WHAT THIS TASK INVOLVES: Please repeat the listing exactly, with every line intact.

THE RECORDS:
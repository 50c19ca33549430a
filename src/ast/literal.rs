use std::fmt;

use chrono::{DateTime, FixedOffset, NaiveDate, NaiveDateTime};
use ordered_float::NotNan;
use serde::Serialize;

use crate::types::RuntimeType;

#[derive(Clone, PartialEq, Eq, Hash, Serialize)]
pub enum Literal {
    Null,
    Bool(bool),
    /// Integral literal; the node type says whether it is a short, int or long
    Integer(i64),
    /// Exact decimal text
    Decimal(String),
    Real(NotNan<f64>),
    String(String),
    DateTime(NaiveDateTime),
    DateTimeOffset(DateTime<FixedOffset>),
}

const DATE_TIME_FORMATS: [&str; 4] = ["%Y-%m-%d %H:%M:%S", "%Y-%m-%dT%H:%M:%S", "%Y-%m-%d %H:%M:%S%.f", "%Y-%m-%dT%H:%M:%S%.f"];
const OFFSET_FORMATS: [&str; 2] = ["%Y-%m-%d %H:%M:%S %z", "%Y-%m-%d %H:%M:%S%:z"];

impl Literal {
    /// Type a freshly parsed literal gets before any contextual conversion.
    pub fn natural_type(&self) -> RuntimeType {
        match self {
            Literal::Null => RuntimeType::Null,
            Literal::Bool(_) => RuntimeType::Bool,
            Literal::Integer(i) if i32::try_from(*i).is_ok() => RuntimeType::Int,
            Literal::Integer(_) => RuntimeType::Long,
            Literal::Decimal(_) => RuntimeType::Decimal,
            Literal::Real(_) => RuntimeType::Double,
            Literal::String(_) => RuntimeType::String,
            Literal::DateTime(_) => RuntimeType::DateTime,
            Literal::DateTimeOffset(_) => RuntimeType::DateTimeOffset,
        }
    }

    /// Convert a numeric literal to `target` when no precision is lost.
    pub fn convert_numeric(&self, target: &RuntimeType) -> Option<Literal> {
        match (self, target) {
            (Literal::Integer(i), RuntimeType::Short) => i16::try_from(*i).ok().map(|_| self.clone()),
            (Literal::Integer(i), RuntimeType::Int) => i32::try_from(*i).ok().map(|_| self.clone()),
            (Literal::Integer(_), RuntimeType::Long) => Some(self.clone()),
            (Literal::Integer(i), RuntimeType::Decimal) => Some(Literal::Decimal(i.to_string())),
            (Literal::Integer(i), RuntimeType::Float) if i.unsigned_abs() <= 1 << 24 => {
                NotNan::new(*i as f64).ok().map(Literal::Real)
            }
            (Literal::Integer(i), RuntimeType::Double) if i.unsigned_abs() <= 1 << 53 => {
                NotNan::new(*i as f64).ok().map(Literal::Real)
            }
            (Literal::Decimal(_), RuntimeType::Decimal) => Some(self.clone()),
            (Literal::Real(_), RuntimeType::Double) => Some(self.clone()),
            _ => None,
        }
    }

    /// Parse a string literal compared against a date/time operand.
    pub fn parse_temporal(text: &str, target: &RuntimeType) -> Option<Literal> {
        match target.unwrap_nullable() {
            RuntimeType::DateTime => DATE_TIME_FORMATS
                .iter()
                .find_map(|f| NaiveDateTime::parse_from_str(text, f).ok())
                .or_else(|| {
                    NaiveDate::parse_from_str(text, "%Y-%m-%d")
                        .ok()
                        .and_then(|d| d.and_hms_opt(0, 0, 0))
                })
                .map(Literal::DateTime),
            RuntimeType::DateTimeOffset => DateTime::parse_from_rfc3339(text)
                .ok()
                .or_else(|| OFFSET_FORMATS.iter().find_map(|f| DateTime::parse_from_str(text, f).ok()))
                .map(Literal::DateTimeOffset),
            _ => None,
        }
    }

    pub fn as_integer(&self) -> Option<i64> {
        match self {
            Literal::Integer(i) => Some(*i),
            _ => None,
        }
    }
}

impl fmt::Display for Literal {
    fn fmt(&self, f: &mut fmt::Formatter<'_>) -> fmt::Result {
        match self {
            Literal::Null => write!(f, "null"),
            Literal::Bool(b) => write!(f, "{}", b),
            Literal::Integer(i) => write!(f, "{}", i),
            Literal::Decimal(d) => write!(f, "{}", d),
            Literal::Real(r) => write!(f, "{}d", r.into_inner()),
            Literal::String(s) => write!(f, "'{}'", s.replace('\'', "''")),
            Literal::DateTime(d) => write!(f, "'{}'", d.format("%Y-%m-%d %H:%M:%S")),
            Literal::DateTimeOffset(d) => write!(f, "'{}'", d.to_rfc3339()),
        }
    }
}

impl fmt::Debug for Literal {
    fn fmt(&self, f: &mut fmt::Formatter<'_>) -> fmt::Result {
        match self {
            Literal::Null => write!(f, "Null"),
            Literal::Bool(_) => write!(f, "Bool({})", self),
            Literal::Integer(_) => write!(f, "Integer({})", self),
            Literal::Decimal(_) => write!(f, "Decimal({})", self),
            Literal::Real(_) => write!(f, "Real({})", self),
            Literal::String(_) => write!(f, "String({})", self),
            Literal::DateTime(_) => write!(f, "DateTime({})", self),
            Literal::DateTimeOffset(_) => write!(f, "DateTimeOffset({})", self),
        }
    }
}

#[cfg(test)]
mod tests {
    use super::*;

    #[test]
    fn integer_natural_type_depends_on_range() {
        assert_eq!(Literal::Integer(5).natural_type(), RuntimeType::Int);
        assert_eq!(Literal::Integer(i64::from(i32::MAX) + 1).natural_type(), RuntimeType::Long);
    }

    #[test]
    fn numeric_conversion_is_lossless_only() {
        assert_eq!(Literal::Integer(7).convert_numeric(&RuntimeType::Long), Some(Literal::Integer(7)));
        assert_eq!(Literal::Integer(7).convert_numeric(&RuntimeType::Decimal), Some(Literal::Decimal("7".into())));
        assert_eq!(Literal::Integer(70_000).convert_numeric(&RuntimeType::Short), None);
        assert_eq!(Literal::Decimal("1.5".into()).convert_numeric(&RuntimeType::Int), None);
    }

    #[test]
    fn temporal_parsing() {
        let dt = Literal::parse_temporal("2024-03-01", &RuntimeType::DateTime).unwrap();
        assert_eq!(dt.to_string(), "'2024-03-01 00:00:00'");
        assert!(Literal::parse_temporal("2024-03-01 10:20:30", &RuntimeType::nullable(RuntimeType::DateTime)).is_some());
        assert!(Literal::parse_temporal("2024-03-01T10:20:30+02:00", &RuntimeType::DateTimeOffset).is_some());
        assert!(Literal::parse_temporal("yesterday", &RuntimeType::DateTime).is_none());
    }

    #[test]
    fn strings_render_quoted() {
        assert_eq!(Literal::String("it's".into()).to_string(), "'it''s'");
    }
}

OUTPUT BELOW:
repository 50c19ca33549430a
filename src/ast/literal.rs
use std::fmt;

use chrono::{DateTime, FixedOffset, NaiveDate, NaiveDateTime};
use ordered_float::NotNan;
use serde::Serialize;

use crate::types::RuntimeType;

#[derive(Clone, PartialEq, Eq, Hash, Serialize)]
pub enum Literal {
    Null,
    Bool(bool),
    /// Integral literal; the node type says whether it is a short, int or long
    Integer(i64),
    /// Exact decimal text
    Decimal(String),
    Real(NotNan<f64>),
    String(String),
    DateTime(NaiveDateTime),
    DateTimeOffset(DateTime<FixedOffset>),
}

const DATE_TIME_FORMATS: [&str; 4] = ["%Y-%m-%d %H:%M:%S", "%Y-%m-%dT%H:%M:%S", "%Y-%m-%d %H:%M:%S%.f", "%Y-%m-%dT%H:%M:%S%.f"];
const OFFSET_FORMATS: [&str; 2] = ["%Y-%m-%d %H:%M:%S %z", "%Y-%m-%d %H:%M:%S%:z"];

impl Literal {
    /// Type a freshly parsed literal gets before any contextual conversion.
    pub fn natural_type(&self) -> RuntimeType {
        match self {
            Literal::Null => RuntimeType::Null,
            Literal::Bool(_) => RuntimeType::Bool,
            Literal::Integer(i) if i32::try_from(*i).is_ok() => RuntimeType::Int,
            Literal::Integer(_) => RuntimeType::Long,
            Literal::Decimal(_) => RuntimeType::Decimal,
            Literal::Real(_) => RuntimeType::Double,
            Literal::String(_) => RuntimeType::String,
            Literal::DateTime(_) => RuntimeType::DateTime,
            Literal::DateTimeOffset(_) => RuntimeType::DateTimeOffset,
        }
    }

    /// Convert a numeric literal to `target` when no precision is lost.
    pub fn convert_numeric(&self, target: &RuntimeType) -> Option<Literal> {
        match (self, target) {
            (Literal::Integer(i), RuntimeType::Short) => i16::try_from(*i).ok().map(|_| self.clone()),
            (Literal::Integer(i), RuntimeType::Int) => i32::try_from(*i).ok().map(|_| self.clone()),
            (Literal::Integer(_), RuntimeType::Long) => Some(self.clone()),
            (Literal::Integer(i), RuntimeType::Decimal) => Some(Literal::Decimal(i.to_string())),
            (Literal::Integer(i), RuntimeType::Float) if i.unsigned_abs() <= 1 << 24 => {
                NotNan::new(*i as f64).ok().map(Literal::Real)
            }
            (Literal::Integer(i), RuntimeType::Double) if i.unsigned_abs() <= 1 << 53 => {
                NotNan::new(*i as f64).ok().map(Literal::Real)
            }
            (Literal::Decimal(_), RuntimeType::Decimal) => Some(self.clone()),
            (Literal::Real(_), RuntimeType::Double) => Some(self.clone()),
            _ => None,
        }
    }

    /// Parse a string literal compared against a date/time operand.
    pub fn parse_temporal(text: &str, target: &RuntimeType) -> Option<Literal> {
        match target.unwrap_nullable() {
            RuntimeType::DateTime => DATE_TIME_FORMATS
                .iter()
                .find_map(|f| NaiveDateTime::parse_from_str(text, f).ok())
                .or_else(|| {
                    NaiveDate::parse_from_str(text, "%Y-%m-%d")
                        .ok()
                        .and_then(|d| d.and_hms_opt(0, 0, 0))
                })
                .map(Literal::DateTime),
            RuntimeType::DateTimeOffset => DateTime::parse_from_rfc3339(text)
                .ok()
                .or_else(|| OFFSET_FORMATS.iter().find_map(|f| DateTime::parse_from_str(text, f).ok()))
                .map(Literal::DateTimeOffset),
            _ => None,
        }
    }

    pub fn as_integer(&self) -> Option<i64> {
        match self {
            Literal::Integer(i) => Some(*i),
            _ => None,
        }
    }
}

impl fmt::Display for Literal {
    fn fmt(&self, f: &mut fmt::Formatter<'_>) -> fmt::Result {
        match self {
            Literal::Null => write!(f, "null"),
            Literal::Bool(b) => write!(f, "{}", b),
            Literal::Integer(i) => write!(f, "{}", i),
            Literal::Decimal(d) => write!(f, "{}", d),
            Literal::Real(r) => write!(f, "{}d", r.into_inner()),
            Literal::String(s) => write!(f, "'{}'", s.replace('\'', "''")),
            Literal::DateTime(d) => write!(f, "'{}'", d.format("%Y-%m-%d %H:%M:%S")),
            Literal::DateTimeOffset(d) => write!(f, "'{}'", d.to_rfc3339()),
        }
    }
}

impl fmt::Debug for Literal {
    fn fmt(&self, f: &mut fmt::Formatter<'_>) -> fmt::Result {
        match self {
            Literal::Null => write!(f, "Null"),
            Literal::Bool(_) => write!(f, "Bool({})", self),
            Literal::Integer(_) => write!(f, "Integer({})", self),
            Literal::Decimal(_) => write!(f, "Decimal({})", self),
            Literal::Real(_) => write!(f, "Real({})", self),
            Literal::String(_) => write!(f, "String({})", self),
            Literal::DateTime(_) => write!(f, "DateTime({})", self),
            Literal::DateTimeOffset(_) => write!(f, "DateTimeOffset({})", self),
        }
    }
}

#[cfg(test)]
mod tests {
    use super::*;

    #[test]
    fn integer_natural_type_depends_on_range() {
        assert_eq!(Literal::Integer(5).natural_type(), RuntimeType::Int);
        assert_eq!(Literal::Integer(i64::from(i32::MAX) + 1).natural_type(), RuntimeType::Long);
    }

    #[test]
    fn numeric_conversion_is_lossless_only() {
        assert_eq!(Literal::Integer(7).convert_numeric(&RuntimeType::Long), Some(Literal::Integer(7)));
        assert_eq!(Literal::Integer(7).convert_numeric(&RuntimeType::Decimal), Some(Literal::Decimal("7".into())));
        assert_eq!(Literal::Integer(70_000).convert_numeric(&RuntimeType::Short), None);
        assert_eq!(Literal::Decimal("1.5".into()).convert_numeric(&RuntimeType::Int), None);
    }

    #[test]
    fn temporal_parsing() {
        let dt = Literal::parse_temporal("2024-03-01", &RuntimeType::DateTime).unwrap();
        assert_eq!(dt.to_string(), "'2024-03-01 00:00:00'");
        assert!(Literal::parse_temporal("2024-03-01 10:20:30", &RuntimeType::nullable(RuntimeType::DateTime)).is_some());
        assert!(Literal::parse_temporal("2024-03-01T10:20:30+02:00", &RuntimeType::DateTimeOffset).is_some());
        assert!(Literal::parse_temporal("yesterday", &RuntimeType::DateTime).is_none());
    }

    #[test]
    fn strings_render_quoted() {
        assert_eq!(Literal::String("it's".into()).to_string(), "'it''s'");
    }
}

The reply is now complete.